Abstract

Residing in areas with little spatial accessibility to HIV pre-exposure prophylaxis (PrEP) providers, or PrEP deserts, contributes to low PrEP uptake. This study examines and characterizes the spatial distribution of PrEP accessibility in the United States over time. We conducted spatial network analyses and geographic mapping to explore the spatiotemporal distribution of persistent PrEP deserts (census tracts with suboptimal accessibility in 2016 and 2020), new PrEP deserts (tracts with suboptimal accessibility in 2020 but not 2016), new PrEP oases (tracts with suboptimal accessibility in 2016 but not 2020), and persistent PrEP oases (tracts with optimal accessibility in 2016 and 2020).
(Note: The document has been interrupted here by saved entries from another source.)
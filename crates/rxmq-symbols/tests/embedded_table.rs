//! Checks against the embedded symbol table.

use std::collections::HashSet;

use rxmq_symbols::{SymbolKind, default_symbols};

#[test]
fn test_default_table_loads() {
    let symbols = default_symbols().expect("embedded table parses");
    assert!(!symbols.is_empty());
    assert!(std::ptr::eq(symbols, default_symbols().unwrap()));
}

#[test]
fn test_event_reasons_resolve() {
    let symbols = default_symbols().unwrap();
    for (value, name) in [
        (2035, "MQRC_NOT_AUTHORIZED"),
        (2224, "MQRC_Q_DEPTH_HIGH"),
        (2282, "MQRC_CHANNEL_STARTED"),
        (2367, "MQRC_CONFIG_CREATE_OBJECT"),
        (2412, "MQRC_COMMAND_MQSC"),
        (2411, "MQRC_LOGGER_STATUS"),
    ] {
        assert_eq!(symbols.reason_name(value), Some(name), "reason {value}");
    }
}

#[test]
fn test_hex_formatted_attributes_present() {
    let symbols = default_symbols().unwrap();
    assert_eq!(symbols.attribute_name(1013), Some("ERROR_IDENTIFIER"));
    assert_eq!(symbols.attribute_name(1070), Some("AUX_ERROR_DATA_INT_1"));
    assert_eq!(symbols.attribute_name(1071), Some("AUX_ERROR_DATA_INT_2"));
    assert_eq!(symbols.attribute_name(1533), Some("SSL_RETURN_CODE"));
}

#[test]
fn test_map_values_unique_per_kind() {
    let symbols = default_symbols().unwrap();
    for kind in [
        SymbolKind::Reason,
        SymbolKind::Completion,
        SymbolKind::Attribute,
    ] {
        let mut seen = HashSet::new();
        for symbol in symbols.of_kind(kind) {
            assert!(
                seen.insert(symbol.value),
                "duplicate {kind} value {} ({})",
                symbol.value,
                symbol.name
            );
        }
    }
}

#[test]
fn test_completion_names_snapshot() {
    let symbols = default_symbols().unwrap();
    let names: Vec<&str> = symbols
        .of_kind(SymbolKind::Completion)
        .map(|symbol| symbol.name.as_str())
        .collect();
    insta::assert_snapshot!(names.join(" "), @"MQCC_OK MQCC_WARNING MQCC_FAILED MQCC_UNKNOWN");
}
We used polytomous logistic regression to determine area-level factors associated with these four spatiotemporal PrEP accessibility types. There was a reduction of 52.8% in the prevalence of 30-minute PrEP deserts from 2016 (28,055 tracts) to 2020 (13,240 tracts) and an increase of 33.5% in 30-minute PrEP oases from 2016 (44,259 tracts) to 2020 (59,074 tracts). Of all tracts, 12,487 (17.3%) were persistent PrEP deserts, 753 (1.0%) were new PrEP deserts, 15,568 (21.5%) were new PrEP oases, and 43,506 (60.1%) were persistent PrEP oases. Overall, persistent PrEP oases were more likely to be of higher socioeconomic status, racially/ethnically diverse, located in urban areas, and located in the Northeast compared with other spatiotemporal PrEP accessibility types, with variation by urbanicity and U.S. Census region. Efforts to improve PrEP accessibility should be especially focused in disadvantaged communities in nonurban areas and the South, Midwest, and West. Monitoring changes in the spatial accessibility of PrEP over time and determining the factors associated with such changes can help to evaluate progress made towards improving PrEP accessibility.